Challenges of running streaming applications
When you build a streaming application, the downstream systems naturally rely on a continuous and timely generation of output. Accordingly, there are much higher requirements on the availability of the streaming application. There is also much less time to address operational issues compared to a traditional batch-based approach. In a batch-processing scenario, when a job that runs once at the end of a business day fails, you can often restart the failed job and still complete the computation by the next morning, when the results are needed. In contrast, when a streaming application fails, downstream systems that consume the output might be affected within minutes, or even sooner, when the expected output no longer arrives in time.

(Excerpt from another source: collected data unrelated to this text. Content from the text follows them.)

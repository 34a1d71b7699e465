//! In-process reference backend.
//!
//! Owns every game, applies the rules, answers for the AI and keeps a bounded
//! history of finished games. Serves the terminal client directly when no
//! remote backend is configured, and sits behind the TCP server otherwise.

use std::collections::{HashMap, VecDeque};

use tokio::sync::Mutex;

use crate::ai;
use crate::backend::Backend;
use crate::core::{Board, SimpleRng, WinLine};
use crate::error::GatewayError;
use crate::protocol::{
    GameRecord, HintBody, HistoryBody, HistoryMetadata, MoveBody, NewGameBody, UndoBody, WireCoord, WireLine,
};
use crate::types::{CellState, Coord, Difficulty, GameStatus, Outcome, Side, MAX_HINTS_PER_GAME, MAX_UNDOS_PER_GAME};

/// Finished games kept in memory.
pub const HISTORY_CAPACITY: usize = 100;
/// Finished games returned by `history`.
pub const HISTORY_RECENT: usize = 20;
/// Sessions kept addressable; finished games are evicted first, then the oldest.
pub const MAX_LIVE_GAMES: usize = 256;

#[derive(Debug, Clone)]
struct LocalGame {
    difficulty: Difficulty,
    board: Board,
    moves: Vec<Coord>,
    status: GameStatus,
    undo_count: u32,
    hint_count: u32,
}

impl LocalGame {
    fn new(difficulty: Difficulty) -> Self {
        Self {
            difficulty,
            board: Board::new(),
            moves: Vec::new(),
            status: GameStatus::Ongoing,
            undo_count: 0,
            hint_count: 0,
        }
    }

    fn place(&mut self, coord: Coord, side: Side) {
        self.board = self.board.with_stone(coord, side);
        self.moves.push(coord);
    }
}

#[derive(Debug)]
struct LocalState {
    games: HashMap<String, LocalGame>,
    /// Session ids in creation order.
    order: VecDeque<String>,
    history: VecDeque<GameRecord>,
    metadata: HistoryMetadata,
    rng: SimpleRng,
    next_id: u64,
}

impl LocalState {
    fn game_mut(&mut self, session_id: &str) -> Result<&mut LocalGame, GatewayError> {
        self.games
            .get_mut(session_id)
            .ok_or_else(|| GatewayError::rejected("Game not found"))
    }

    fn record(&mut self, session_id: &str, outcome: Outcome) {
        let Some(game) = self.games.get(session_id) else {
            return;
        };
        self.metadata.total_games += 1;
        match outcome {
            Outcome::PlayerWin => self.metadata.player_wins += 1,
            Outcome::AiWin => self.metadata.ai_wins += 1,
            Outcome::Draw => self.metadata.draws += 1,
        }
        self.history.push_back(GameRecord {
            session_id: session_id.to_string(),
            difficulty: game.difficulty.as_str().to_string(),
            result: outcome.as_str().to_string(),
            total_moves: game.moves.len() as u32,
        });
        while self.history.len() > HISTORY_CAPACITY {
            self.history.pop_front();
        }
        tracing::info!(session_id, result = outcome.as_str(), "game finished");
    }

    fn new_game(&mut self, difficulty: Difficulty) -> NewGameBody {
        self.next_id += 1;
        let session_id = format!("g{:04}-{:08x}", self.next_id, self.rng.next_u32());
        self.games.insert(session_id.clone(), LocalGame::new(difficulty));
        self.order.push_back(session_id.clone());
        self.evict_excess();
        tracing::debug!(%session_id, difficulty = difficulty.as_str(), "game created");
        NewGameBody {
            session_id,
            board: Board::new(),
        }
    }

    fn evict_excess(&mut self) {
        while self.games.len() > MAX_LIVE_GAMES {
            let games = &self.games;
            let pos = self
                .order
                .iter()
                .position(|id| games.get(id).is_some_and(|g| g.status != GameStatus::Ongoing))
                .unwrap_or(0);
            let Some(id) = self.order.remove(pos) else {
                break;
            };
            self.games.remove(&id);
            tracing::debug!(session_id = %id, "evicted game");
        }
    }

    fn make_move(&mut self, session_id: &str, row: i32, col: i32) -> Result<MoveBody, GatewayError> {
        let mut rng = self.rng.clone();
        let game = self.game_mut(session_id)?;
        if game.status != GameStatus::Ongoing {
            return Err(GatewayError::rejected("Game is already over"));
        }
        let coord = Coord::checked(row, col).ok_or_else(|| GatewayError::rejected("Position out of range"))?;
        if game.board.cell_at(coord) != CellState::Empty {
            return Err(GatewayError::rejected("Position already occupied"));
        }

        game.place(coord, Side::Player);
        let mut ai_move = None;
        let mut winner_line: Option<WinLine> = game.board.five_in_a_row(coord, Side::Player);

        if winner_line.is_some() {
            game.status = GameStatus::PlayerWin;
        } else if game.board.is_full() {
            game.status = GameStatus::Draw;
        } else {
            let reply = ai::choose_move(&game.board, game.difficulty, Side::Ai, &mut rng)
                .ok_or_else(|| GatewayError::rejected("AI could not find a move"))?;
            game.place(reply, Side::Ai);
            ai_move = Some(WireCoord::from(reply));
            winner_line = game.board.five_in_a_row(reply, Side::Ai);
            if winner_line.is_some() {
                game.status = GameStatus::AiWin;
            } else if game.board.is_full() {
                game.status = GameStatus::Draw;
            }
        }

        let body = MoveBody {
            board: game.board.clone(),
            game_status: game.status,
            ai_move,
            winner_line: winner_line.map(WireLine),
        };
        self.rng = rng;
        if let Some(outcome) = body.game_status.outcome() {
            self.record(session_id, outcome);
        }
        Ok(body)
    }

    fn undo(&mut self, session_id: &str, steps: u8) -> Result<UndoBody, GatewayError> {
        let game = self.game_mut(session_id)?;
        if game.status != GameStatus::Ongoing {
            return Err(GatewayError::rejected("Cannot undo after the game is over"));
        }
        if game.undo_count >= MAX_UNDOS_PER_GAME {
            return Err(GatewayError::rejected(format!(
                "Maximum undos reached ({})",
                MAX_UNDOS_PER_GAME
            )));
        }
        if steps == 0 {
            return Err(GatewayError::rejected("Undo steps must be at least 1"));
        }
        if game.moves.len() < steps as usize {
            return Err(GatewayError::rejected(format!("Not enough moves to undo {} steps", steps)));
        }
        for _ in 0..steps {
            if let Some(coord) = game.moves.pop() {
                game.board = game.board.with_cell(coord, CellState::Empty);
            }
        }
        game.undo_count += 1;
        Ok(UndoBody {
            board: game.board.clone(),
            undo_count: game.undo_count,
        })
    }

    fn hint(&mut self, session_id: &str) -> Result<HintBody, GatewayError> {
        let mut rng = self.rng.clone();
        let game = self.game_mut(session_id)?;
        if game.status != GameStatus::Ongoing {
            return Err(GatewayError::rejected("Game is already over"));
        }
        if game.hint_count >= MAX_HINTS_PER_GAME {
            return Err(GatewayError::rejected(format!(
                "Maximum hints reached ({})",
                MAX_HINTS_PER_GAME
            )));
        }
        let coord = ai::choose_move(&game.board, Difficulty::Medium, Side::Player, &mut rng)
            .ok_or_else(|| GatewayError::rejected("No hint available"))?;
        game.hint_count += 1;
        let body = HintBody {
            row: coord.row as i32,
            col: coord.col as i32,
            hint_count: game.hint_count,
        };
        self.rng = rng;
        Ok(body)
    }

    fn history(&self) -> HistoryBody {
        let skip = self.history.len().saturating_sub(HISTORY_RECENT);
        HistoryBody {
            metadata: self.metadata,
            games: self.history.iter().skip(skip).cloned().collect(),
        }
    }
}

/// Reference backend holding all state in memory.
#[derive(Debug)]
pub struct LocalBackend {
    state: Mutex<LocalState>,
}

impl LocalBackend {
    pub fn new(seed: u32) -> Self {
        Self {
            state: Mutex::new(LocalState {
                games: HashMap::new(),
                order: VecDeque::new(),
                history: VecDeque::new(),
                metadata: HistoryMetadata::default(),
                rng: SimpleRng::new(seed),
                next_id: 0,
            }),
        }
    }

    /// Seed from `GOMOKU_SEED`, or the clock when unset.
    pub fn from_env() -> Self {
        let seed = std::env::var("GOMOKU_SEED")
            .ok()
            .and_then(|s| s.trim().parse::<u32>().ok())
            .unwrap_or_else(|| SimpleRng::from_time().next_u32());
        Self::new(seed)
    }
}

impl Backend for LocalBackend {
    async fn new_game(&self, difficulty: Difficulty) -> Result<NewGameBody, GatewayError> {
        Ok(self.state.lock().await.new_game(difficulty))
    }

    async fn make_move(&self, session_id: String, row: i32, col: i32) -> Result<MoveBody, GatewayError> {
        self.state.lock().await.make_move(&session_id, row, col)
    }

    async fn undo(&self, session_id: String, steps: u8) -> Result<UndoBody, GatewayError> {
        self.state.lock().await.undo(&session_id, steps)
    }

    async fn hint(&self, session_id: String) -> Result<HintBody, GatewayError> {
        self.state.lock().await.hint(&session_id)
    }

    async fn history(&self) -> Result<HistoryBody, GatewayError> {
        Ok(self.state.lock().await.history())
    }
}

#[cfg(test)]
mod tests {
    use super::*;

    fn message(err: GatewayError) -> String {
        match err {
            GatewayError::Rejected { message } => message.unwrap_or_default(),
            other => panic!("unexpected error: {other:?}"),
        }
    }

    #[tokio::test]
    async fn unknown_session_is_rejected() {
        let backend = LocalBackend::new(1);
        let err = backend.make_move("nope".into(), 7, 7).await.unwrap_err();
        assert_eq!(message(err), "Game not found");
    }

    #[tokio::test]
    async fn move_places_both_stones() {
        let backend = LocalBackend::new(1);
        let game = backend.new_game(Difficulty::Medium).await.unwrap();
        let body = backend.make_move(game.session_id.clone(), 7, 7).await.unwrap();
        assert_eq!(body.game_status, GameStatus::Ongoing);
        assert_eq!(body.board.cell_at(Coord::new(7, 7)), CellState::Black);
        let ai = body.ai_move.unwrap().coord().unwrap();
        assert_eq!(body.board.cell_at(ai), CellState::White);
        assert_eq!(body.board.stone_count(), 2);

        let err = backend.make_move(game.session_id, 7, 7).await.unwrap_err();
        assert_eq!(message(err), "Position already occupied");
    }

    #[tokio::test]
    async fn live_games_are_capped_oldest_first() {
        let backend = LocalBackend::new(5);
        let first = backend.new_game(Difficulty::Easy).await.unwrap().session_id;
        let second = backend.new_game(Difficulty::Easy).await.unwrap().session_id;
        for _ in 0..MAX_LIVE_GAMES - 1 {
            backend.new_game(Difficulty::Easy).await.unwrap();
        }
        assert_eq!(backend.state.lock().await.games.len(), MAX_LIVE_GAMES);

        let err = backend.hint(first).await.unwrap_err();
        assert_eq!(message(err), "Game not found");
        assert!(backend.hint(second).await.is_ok());
    }

    #[tokio::test]
    async fn finished_games_are_evicted_before_live_ones() {
        let backend = LocalBackend::new(5);
        let live = backend.new_game(Difficulty::Easy).await.unwrap().session_id;
        let done = backend.new_game(Difficulty::Easy).await.unwrap().session_id;
        backend.state.lock().await.games.get_mut(&done).unwrap().status = GameStatus::AiWin;
        for _ in 0..MAX_LIVE_GAMES - 1 {
            backend.new_game(Difficulty::Easy).await.unwrap();
        }

        let err = backend.undo(done, 2).await.unwrap_err();
        assert_eq!(message(err), "Game not found");
        assert!(backend.hint(live).await.is_ok());
    }

    #[tokio::test]
    async fn out_of_range_is_rejected() {
        let backend = LocalBackend::new(1);
        let game = backend.new_game(Difficulty::Easy).await.unwrap();
        let err = backend.make_move(game.session_id, 15, 0).await.unwrap_err();
        assert_eq!(message(err), "Position out of range");
    }

    #[tokio::test]
    async fn undo_limits() {
        let backend = LocalBackend::new(4);
        let id = backend.new_game(Difficulty::Easy).await.unwrap().session_id;

        let err = backend.undo(id.clone(), 2).await.unwrap_err();
        assert_eq!(message(err), "Not enough moves to undo 2 steps");

        for _ in 0..3 {
            backend.make_move(id.clone(), 7, 7).await.unwrap();
            let undone = backend.undo(id.clone(), 2).await.unwrap();
            assert!(undone.board.is_blank());
        }
        backend.make_move(id.clone(), 7, 7).await.unwrap();
        let err = backend.undo(id, 2).await.unwrap_err();
        assert_eq!(message(err), "Maximum undos reached (3)");
    }

    #[tokio::test]
    async fn hint_limit_is_five() {
        let backend = LocalBackend::new(8);
        let id = backend.new_game(Difficulty::Medium).await.unwrap().session_id;
        for n in 1..=5 {
            let hint = backend.hint(id.clone()).await.unwrap();
            assert_eq!(hint.hint_count, n);
            assert_eq!((hint.row, hint.col), (7, 7));
        }
        let err = backend.hint(id).await.unwrap_err();
        assert_eq!(message(err), "Maximum hints reached (5)");
    }

    #[tokio::test]
    async fn player_win_is_recorded() {
        let backend = LocalBackend::new(2);
        let id = backend.new_game(Difficulty::Easy).await.unwrap().session_id;
        {
            let mut state = backend.state.lock().await;
            let game = state.game_mut(&id).unwrap();
            for col in 0..4 {
                game.place(Coord::new(14, col), Side::Player);
            }
        }
        let body = backend.make_move(id.clone(), 14, 4).await.unwrap();
        assert_eq!(body.game_status, GameStatus::PlayerWin);
        assert!(body.ai_move.is_none());
        assert_eq!(body.winner_line.unwrap().0.len(), 5);

        let err = backend.make_move(id.clone(), 0, 0).await.unwrap_err();
        assert_eq!(message(err), "Game is already over");
        let err = backend.undo(id, 2).await.unwrap_err();
        assert_eq!(message(err), "Cannot undo after the game is over");

        let history = backend.history().await.unwrap();
        assert_eq!(history.metadata.total_games, 1);
        assert_eq!(history.metadata.player_wins, 1);
        assert_eq!(history.games[0].result, "player_win");
        assert_eq!(history.games[0].total_moves, 5);
    }

    #[test]
    fn history_returns_most_recent_twenty() {
        tokio_test::block_on(async {
            let backend = LocalBackend::new(6);
            for _ in 0..25 {
                let id = backend.new_game(Difficulty::Hard).await.unwrap().session_id;
                backend.state.lock().await.record(&id, Outcome::Draw);
            }
            let history = backend.history().await.unwrap();
            assert_eq!(history.metadata.total_games, 25);
            assert_eq!(history.metadata.draws, 25);
            assert_eq!(history.games.len(), HISTORY_RECENT);
            assert!(history.games.iter().all(|g| g.difficulty == "hard"));
        });
    }
}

Moreover, in case of failure, you can’t simply delete all intermediate results and restart a failed processing job, as it is commonly done in the batch-processing case. The output of a streaming job is continuously consumed by downstream systems. Output that has already been consumed cannot easily be retracted. Therefore, the entire processing pipeline is much more sensitive to duplicates that are introduced by an application that is restarted on failure. Furthermore, the computations of a streaming application often rely on some kind of internal state that can be corrupted or even lost when the application fails.
Last but not least, streaming applications often deal with a varying amount of throughput. Therefore, scaling the application according to the current load is highly desirable. When the load increases, the infrastructure that supports the streaming application must scale to keep the application from becoming overloaded, falling behind, and producing results that are no longer relevant. On the other hand, when the load decreases, the infrastructure should scale in again to remain cost effective by not provisioning more resources than are needed.
A reliable and scalable streaming architecture based on Flink and Kinesis Data Analytics for Java Applications
Apache Flink is an open-source project that is tailored to stateful computations over unbounded and bounded datasets. Flink addresses many of the challenges that are common when analyzing streaming data by supporting different APIs (including Java and SQL), rich time semantics, and state management capabilities. It can also recover from failures while maintaining exactly-once processing semantics. Therefore, Flink is well suited for analyzing streaming data with low latency.
In this post, we illustrate how to deploy, operate, and scale a Flink application with Kinesis Data Analytics for Java Applications. We use a scenario to analyze the telemetry data of a taxi fleet in New York City in near-real time to optimize the fleet operation. In this scenario, every taxi in the fleet is capturing information about completed trips. The tracked information includes the pickup and drop-off locations, number of passengers, and generated revenue. This information is ingested into a Kinesis data stream as a simple JSON blob. From there, the data is processed by a Flink application, which is deployed to Kinesis Data Analytics for Java Applications. This application identifies areas that are currently requesting a high number of taxi rides. The derived insights are finally persisted into Amazon Elasticsearch Service, where they can be accessed and visualized using Kibana.
This scenario leads to the following architecture, which is separated into three stages for the ingestion, processing, and presentation of data.
Separating the different aspects of the infrastructure is a common approach in this domain and has several benefits over a more tightly coupled architecture.
First, the Kinesis data stream serves as a buffer that decouples the producers from the consumers. Taxis can persist the events that they generate into the data stream regardless of the condition of, for instance, the processing layer, which might be currently recovering from a node failure. Likewise, the derived data remains available through Kibana even if the ingestion or processing layer is currently unavailable due to some operational issues. Last but not least, all components can be scaled independently and can use infrastructure that is specifically tailored according to their individual requirements.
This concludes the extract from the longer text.